Decided On December 21, 1945
RANI AMRIT KUNWAR Appellant
V/S
COMMISSIONER OF INCOME-TAX, CENTRAL AND UNITED PROVINCES Respondents

JUDGEMENT

(1.) THIS is a case referred to us under Section 66(1), Income-tax Act, 1922, by a strong Bench of the Income-tax Appellate Tribunal. The assessee is Rani Amrit Kunwar Sahiba, hereinafter referred to as the Rani. The Rani is the wife of Raja Ravi Sher Singh Bahadur, the Ruler of Kalsia State, and is the sister of His Highness the present Maharaja of Nabha State. Kalsia and Nabha States were formerly part of what were known as the Cis-Sutlej States, which are now under the superintendence of the Agent to the Governor-General, Punjab States.

(2.) THE Rani for some years past has lived at Dehradun in British India with her sons and daughters who are being educated there and it is common ground that in the year of assessment she was resident in British India within the meaning of Section 4A, Income-tax Act, 1922. THE relevant accounting year is 1938-39; and the relevant assessment year is 1939-40. In the assessment year, the Rani received at Dehradun a sum of Rs. 14,744 from Kalsia State and a sum of Rs. 8910 from Nabha State. On the facts as they have been found by the Income-tax Tribunal it may be taken that similar payments had been made to the Rani of varying amounts in each of the years she had lived at Dehradun and that they represented allocations for her benefit made in the relative State budgets. In the case of the payments out of Kalsia State they were made for the purpose of meeting the Eani s household and living expenses and the education of the children at Dehradun; and, in the case of the allowance from Nabha State, it was made as an annual "wardrobe allowance" and as presents on certain specified days of festival in each year. Each payment, as I have said, was specifically budgeted for in the annual budget of each State and the evidence is that they had been made in each year consecutively for a period of almost twenty years. It is also common ground that the Rani has never been asked to give any account of her expenditure of these monies and that any surplus she may have had over at the end of the year has been tacitly assumed to be her personal property. Indeed we are told that the Rani has been able to effect considerable savings during this period and has invested them in house property at Lahore, Dehradun and Mussoorie. THEse facts may be taken to be common ground, as also the fact that, although the payments made to the Rani appear in the relative budgets as items of State expenditure, there is no dividing line between that part of the income of the State which the Ruler spends on public purposes and that part which he spends for his own private purposes. In neither case is the Ruler himself resident in British India, nor is there any evidence that either Ruler is assessed on any income in British India.

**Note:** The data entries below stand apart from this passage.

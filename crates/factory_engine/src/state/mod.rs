//! Battle state, partitioned into the four lifecycle domains.
//!
//! | Domain | Scope        | Lifecycle                        |
//! |--------|--------------|----------------------------------|
//! | Field  | global       | whole battle                     |
//! | Side   | per team     | whole battle                     |
//! | Slot   | per position | cleared on switch-out            |
//! | Mon    | per pokemon  | persists through switches        |
//!
//! The engine owns every instance in a single [`BattleState`] arena and the
//! effect pipeline addresses them by slot id, so there is no pointer
//! aliasing anywhere in effect execution.

mod battle;
mod field;
mod mon;
mod side;
mod slot;

pub use battle::{ActiveMon, BattleState, MAX_BATTLE_SLOTS};
pub use field::{FieldState, FutureSightSlot, Weather, WishSlot};
pub use mon::{MonState, Status};
pub use side::SideState;
pub use slot::{stage, SlotState, Volatiles, NO_SLOT, STAGE_COUNT};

(3.) IN my view, in the case of the payments which emanated from Kalsia State we are relieved by Sub-section (2) of Section 4 of the Act from any inquiry whether these payments actually constituted the Rani s "income," because, when that sub-section is examined, it is found that, whether or not they were her income, they were, by virtue of their character as "remittances received by" her, "deemed" to be part of her income accruing in British INdia. Sub-section (2) of Section 4 of the Act is in this language: (2) For the purpose of Sub-section (1), where a husband is not resident in British INdia, remittances received by the wife resident in British INdia out of any part of his income which is not included in his total income shall be deemed to be income accruing in British INdia to the wife.